__PROBLEM DESCRIPTION__.
Once the data has been read, return all of it precisely as written.

-------- MATERIAL FOR THIS TASK --------

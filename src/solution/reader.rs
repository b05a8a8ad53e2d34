//! Solution text parser.
//!
//! Each line is classified into the finite set of shapes its region allows,
//! and a state machine walks the regions: project records, an optional
//! dependency block per record, then the global block and its sections.
//! Preamble and tool chatter before `Global` is skipped; once inside the
//! global block every line must be accounted for, so anything unrecognized
//! there is a typed parse error rather than a silent drop.

use std::path::PathBuf;

use regex_lite::Regex;

use super::error::{ParseError, SolutionError};
use super::scanner::LineScanner;
use super::{GlobalSection, Project, Solution};

/// Fixed marker lines, matched by exact content ignoring surrounding
/// whitespace.
const PROJECT_END: &str = "EndProject";
const DEPENDENCIES_HEADER: &str = "ProjectSection(ProjectDependencies) = postProject";
const DEPENDENCIES_END: &str = "EndProjectSection";
const GLOBAL_START: &str = "Global";
const GLOBAL_END: &str = "EndGlobal";
const SECTION_END: &str = "EndGlobalSection";

/// Compiled patterns for the structured header lines.
struct LineMatcher {
    project_header: Regex,
    section_header: Regex,
    dependency_pair: Regex,
}

/// What a line can be while scanning project records.
enum ProjectsLine {
    /// `Project("{type}") = "name", "path", "{guid}"`.
    Header(Project),
    /// The `Global` marker opening the global block.
    GlobalStart,
    /// Preamble or tool chatter; ignored.
    Skipped,
}

/// What a line can be inside a dependency block.
enum DependenciesLine {
    /// `{guid} = {guid}`; the left GUID is the dependency.
    Pair(String),
    /// The `EndProjectSection` marker.
    End,
    Unrecognized,
}

/// What a line can be in the global block, outside any section.
enum GlobalsLine {
    /// `GlobalSection(name) = phase`.
    SectionHeader { name: String, phase: String },
    /// The `EndGlobal` marker.
    End,
    Unrecognized,
}

impl LineMatcher {
    fn new() -> Self {
        // Static patterns; compilation cannot fail.
        Self {
            project_header: Regex::new(
                r#"^Project\("\{([^}]+)\}"\)\s*=\s*"([^"]+)",\s*"([^"]+)",\s*"\{([^}]+)\}""#,
            )
            .unwrap(),
            section_header: Regex::new(r"^\s*GlobalSection\(([^)]+)\) = (.+)$").unwrap(),
            dependency_pair: Regex::new(r"^\s*\{([A-Za-z0-9-]+)\}\s*=\s*\{[A-Za-z0-9-]+\}")
                .unwrap(),
        }
    }

    fn classify_projects(&self, line: &str) -> ProjectsLine {
        if line.trim() == GLOBAL_START {
            return ProjectsLine::GlobalStart;
        }
        if let Some(caps) = self.project_header.captures(line) {
            let group = |n| caps.get(n).map(|m| m.as_str().to_string()).unwrap_or_default();
            return ProjectsLine::Header(Project {
                type_guid: group(1),
                name: group(2),
                relative_path: group(3),
                guid: group(4),
                dependencies: Vec::new(),
            });
        }
        ProjectsLine::Skipped
    }

    fn classify_dependencies(&self, line: &str) -> DependenciesLine {
        if line.trim() == DEPENDENCIES_END {
            return DependenciesLine::End;
        }
        if let Some(caps) = self.dependency_pair.captures(line) {
            let guid = caps.get(1).map(|m| m.as_str().to_string()).unwrap_or_default();
            return DependenciesLine::Pair(guid);
        }
        DependenciesLine::Unrecognized
    }

    fn classify_globals(&self, line: &str) -> GlobalsLine {
        if line.trim() == GLOBAL_END {
            return GlobalsLine::End;
        }
        if let Some(caps) = self.section_header.captures(line.trim_end()) {
            let group = |n| caps.get(n).map(|m| m.as_str().to_string()).unwrap_or_default();
            return GlobalsLine::SectionHeader {
                name: group(1),
                phase: group(2),
            };
        }
        GlobalsLine::Unrecognized
    }
}

/// Parser position. The record or section under construction travels with
/// the state, so an end-of-input error can always name what was left open.
enum State {
    /// Scanning project records, before the `Global` marker.
    Projects,
    /// Inside the dependency block of `project`.
    Dependencies { project: Project },
    /// Inside the global block, between sections.
    Globals,
    /// Inside the body of `section`.
    SectionBody { section: GlobalSection },
    /// `EndGlobal` seen; any remaining input is ignored.
    Done,
}

pub(crate) fn parse(text: &str, source_path: PathBuf) -> Result<Solution, SolutionError> {
    let mut solution = Solution {
        projects: Vec::new(),
        sections: Vec::new(),
        source_path,
    };
    if let Err(source) = parse_into(text, &mut solution) {
        return Err(SolutionError::Malformed {
            path: solution.source_path,
            source,
        });
    }
    Ok(solution)
}

fn parse_into(text: &str, solution: &mut Solution) -> Result<(), ParseError> {
    let matcher = LineMatcher::new();
    let mut scanner = LineScanner::new(text);
    let mut state = State::Projects;

    while let Some(line) = scanner.next_line() {
        state = match state {
            State::Projects => match matcher.classify_projects(line) {
                ProjectsLine::Header(project) => {
                    // The line after a header either opens the dependency
                    // block or closes the record.
                    let next = next_record_line(&mut scanner, &project)?;
                    if next.trim() == DEPENDENCIES_HEADER {
                        State::Dependencies { project }
                    } else {
                        close_project(project, next, &mut solution.projects)?;
                        State::Projects
                    }
                }
                ProjectsLine::GlobalStart => State::Globals,
                ProjectsLine::Skipped => State::Projects,
            },
            State::Dependencies { mut project } => match matcher.classify_dependencies(line) {
                DependenciesLine::Pair(guid) => {
                    project.dependencies.push(guid);
                    State::Dependencies { project }
                }
                DependenciesLine::End => {
                    let next = next_record_line(&mut scanner, &project)?;
                    close_project(project, next, &mut solution.projects)?;
                    State::Projects
                }
                DependenciesLine::Unrecognized => {
                    return Err(ParseError::BadDependencyLine {
                        project: project.name,
                        line: line.trim_end().to_string(),
                    });
                }
            },
            State::Globals => match matcher.classify_globals(line) {
                GlobalsLine::SectionHeader { name, phase } => State::SectionBody {
                    section: GlobalSection {
                        name,
                        phase,
                        lines: Vec::new(),
                    },
                },
                GlobalsLine::End => State::Done,
                GlobalsLine::Unrecognized => {
                    return Err(ParseError::UnexpectedInput {
                        line: line.trim_end().to_string(),
                    });
                }
            },
            State::SectionBody { mut section } => {
                if line.trim() == SECTION_END {
                    solution.insert_section(section);
                    State::Globals
                } else {
                    section.lines.push(line.to_string());
                    State::SectionBody { section }
                }
            }
            State::Done => State::Done,
        };
    }

    match state {
        State::Done => Ok(()),
        State::Projects => Err(ParseError::UnexpectedEof {
            context: "project records".to_string(),
        }),
        State::Dependencies { project } => Err(ParseError::UnexpectedEof {
            context: format!("project {}", project.name),
        }),
        State::Globals => Err(ParseError::UnexpectedEof {
            context: "global sections".to_string(),
        }),
        State::SectionBody { section } => Err(ParseError::UnexpectedEof {
            context: format!("global section {}", section.name),
        }),
    }
}

/// Pull the next line of an open project record, turning end of input into
/// an error that names the record.
fn next_record_line<'a>(
    scanner: &mut LineScanner<'a>,
    project: &Project,
) -> Result<&'a str, ParseError> {
    scanner.next_line().ok_or_else(|| ParseError::UnexpectedEof {
        context: format!("project {}", project.name),
    })
}

/// Require `line` to be the `EndProject` marker and commit the record.
fn close_project(
    project: Project,
    line: &str,
    projects: &mut Vec<Project>,
) -> Result<(), ParseError> {
    if line.trim() == PROJECT_END {
        projects.push(project);
        Ok(())
    } else {
        Err(ParseError::MissingEndProject {
            project: project.name,
            line: line.trim_end().to_string(),
        })
    }
}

--------

__ANSWER AREA__.
filename src/solution/reader.rs
repository b05a8a8ad53e2d34
//! Solution text parser.
//!
//! Each line is classified into the finite set of shapes its region allows,
//! and a state machine walks the regions: project records, an optional
//! dependency block per record, then the global block and its sections.
//! Preamble and tool chatter before `Global` is skipped; once inside the
//! global block every line must be accounted for, so anything unrecognized
//! there is a typed parse error rather than a silent drop.

use std::path::PathBuf;

use regex_lite::Regex;

use super::error::{ParseError, SolutionError};
use super::scanner::LineScanner;
use super::{GlobalSection, Project, Solution};

/// Fixed marker lines, matched by exact content ignoring surrounding
/// whitespace.
const PROJECT_END: &str = "EndProject";
const DEPENDENCIES_HEADER: &str = "ProjectSection(ProjectDependencies) = postProject";
const DEPENDENCIES_END: &str = "EndProjectSection";
const GLOBAL_START: &str = "Global";
const GLOBAL_END: &str = "EndGlobal";
const SECTION_END: &str = "EndGlobalSection";

/// Compiled patterns for the structured header lines.
struct LineMatcher {
    project_header: Regex,
    section_header: Regex,
    dependency_pair: Regex,
}

/// What a line can be while scanning project records.
enum ProjectsLine {
    /// `Project("{type}") = "name", "path", "{guid}"`.
    Header(Project),
    /// The `Global` marker opening the global block.
    GlobalStart,
    /// Preamble or tool chatter; ignored.
    Skipped,
}

/// What a line can be inside a dependency block.
enum DependenciesLine {
    /// `{guid} = {guid}`; the left GUID is the dependency.
    Pair(String),
    /// The `EndProjectSection` marker.
    End,
    Unrecognized,
}

/// What a line can be in the global block, outside any section.
enum GlobalsLine {
    /// `GlobalSection(name) = phase`.
    SectionHeader { name: String, phase: String },
    /// The `EndGlobal` marker.
    End,
    Unrecognized,
}

impl LineMatcher {
    fn new() -> Self {
        // Static patterns; compilation cannot fail.
        Self {
            project_header: Regex::new(
                r#"^Project\("\{([^}]+)\}"\)\s*=\s*"([^"]+)",\s*"([^"]+)",\s*"\{([^}]+)\}""#,
            )
            .unwrap(),
            section_header: Regex::new(r"^\s*GlobalSection\(([^)]+)\) = (.+)$").unwrap(),
            dependency_pair: Regex::new(r"^\s*\{([A-Za-z0-9-]+)\}\s*=\s*\{[A-Za-z0-9-]+\}")
                .unwrap(),
        }
    }

    fn classify_projects(&self, line: &str) -> ProjectsLine {
        if line.trim() == GLOBAL_START {
            return ProjectsLine::GlobalStart;
        }
        if let Some(caps) = self.project_header.captures(line) {
            let group = |n| caps.get(n).map(|m| m.as_str().to_string()).unwrap_or_default();
            return ProjectsLine::Header(Project {
                type_guid: group(1),
                name: group(2),
                relative_path: group(3),
                guid: group(4),
                dependencies: Vec::new(),
            });
        }
        ProjectsLine::Skipped
    }

    fn classify_dependencies(&self, line: &str) -> DependenciesLine {
        if line.trim() == DEPENDENCIES_END {
            return DependenciesLine::End;
        }
        if let Some(caps) = self.dependency_pair.captures(line) {
            let guid = caps.get(1).map(|m| m.as_str().to_string()).unwrap_or_default();
            return DependenciesLine::Pair(guid);
        }
        DependenciesLine::Unrecognized
    }

    fn classify_globals(&self, line: &str) -> GlobalsLine {
        if line.trim() == GLOBAL_END {
            return GlobalsLine::End;
        }
        if let Some(caps) = self.section_header.captures(line.trim_end()) {
            let group = |n| caps.get(n).map(|m| m.as_str().to_string()).unwrap_or_default();
            return GlobalsLine::SectionHeader {
                name: group(1),
                phase: group(2),
            };
        }
        GlobalsLine::Unrecognized
    }
}

/// Parser position. The record or section under construction travels with
/// the state, so an end-of-input error can always name what was left open.
enum State {
    /// Scanning project records, before the `Global` marker.
    Projects,
    /// Inside the dependency block of `project`.
    Dependencies { project: Project },
    /// Inside the global block, between sections.
    Globals,
    /// Inside the body of `section`.
    SectionBody { section: GlobalSection },
    /// `EndGlobal` seen; any remaining input is ignored.
    Done,
}

pub(crate) fn parse(text: &str, source_path: PathBuf) -> Result<Solution, SolutionError> {
    let mut solution = Solution {
        projects: Vec::new(),
        sections: Vec::new(),
        source_path,
    };
    if let Err(source) = parse_into(text, &mut solution) {
        return Err(SolutionError::Malformed {
            path: solution.source_path,
            source,
        });
    }
    Ok(solution)
}

fn parse_into(text: &str, solution: &mut Solution) -> Result<(), ParseError> {
    let matcher = LineMatcher::new();
    let mut scanner = LineScanner::new(text);
    let mut state = State::Projects;

    while let Some(line) = scanner.next_line() {
        state = match state {
            State::Projects => match matcher.classify_projects(line) {
                ProjectsLine::Header(project) => {
                    // The line after a header either opens the dependency
                    // block or closes the record.
                    let next = next_record_line(&mut scanner, &project)?;
                    if next.trim() == DEPENDENCIES_HEADER {
                        State::Dependencies { project }
                    } else {
                        close_project(project, next, &mut solution.projects)?;
                        State::Projects
                    }
                }
                ProjectsLine::GlobalStart => State::Globals,
                ProjectsLine::Skipped => State::Projects,
            },
            State::Dependencies { mut project } => match matcher.classify_dependencies(line) {
                DependenciesLine::Pair(guid) => {
                    project.dependencies.push(guid);
                    State::Dependencies { project }
                }
                DependenciesLine::End => {
                    let next = next_record_line(&mut scanner, &project)?;
                    close_project(project, next, &mut solution.projects)?;
                    State::Projects
                }
                DependenciesLine::Unrecognized => {
                    return Err(ParseError::BadDependencyLine {
                        project: project.name,
                        line: line.trim_end().to_string(),
                    });
                }
            },
            State::Globals => match matcher.classify_globals(line) {
                GlobalsLine::SectionHeader { name, phase } => State::SectionBody {
                    section: GlobalSection {
                        name,
                        phase,
                        lines: Vec::new(),
                    },
                },
                GlobalsLine::End => State::Done,
                GlobalsLine::Unrecognized => {
                    return Err(ParseError::UnexpectedInput {
                        line: line.trim_end().to_string(),
                    });
                }
            },
            State::SectionBody { mut section } => {
                if line.trim() == SECTION_END {
                    solution.insert_section(section);
                    State::Globals
                } else {
                    section.lines.push(line.to_string());
                    State::SectionBody { section }
                }
            }
            State::Done => State::Done,
        };
    }

    match state {
        State::Done => Ok(()),
        State::Projects => Err(ParseError::UnexpectedEof {
            context: "project records".to_string(),
        }),
        State::Dependencies { project } => Err(ParseError::UnexpectedEof {
            context: format!("project {}", project.name),
        }),
        State::Globals => Err(ParseError::UnexpectedEof {
            context: "global sections".to_string(),
        }),
        State::SectionBody { section } => Err(ParseError::UnexpectedEof {
            context: format!("global section {}", section.name),
        }),
    }
}

/// Pull the next line of an open project record, turning end of input into
/// an error that names the record.
fn next_record_line<'a>(
    scanner: &mut LineScanner<'a>,
    project: &Project,
) -> Result<&'a str, ParseError> {
    scanner.next_line().ok_or_else(|| ParseError::UnexpectedEof {
        context: format!("project {}", project.name),
    })
}

/// Require `line` to be the `EndProject` marker and commit the record.
fn close_project(
    project: Project,
    line: &str,
    projects: &mut Vec<Project>,
) -> Result<(), ParseError> {
    if line.trim() == PROJECT_END {
        projects.push(project);
        Ok(())
    } else {
        Err(ParseError::MissingEndProject {
            project: project.name,
            line: line.trim_end().to_string(),
        })
    }
}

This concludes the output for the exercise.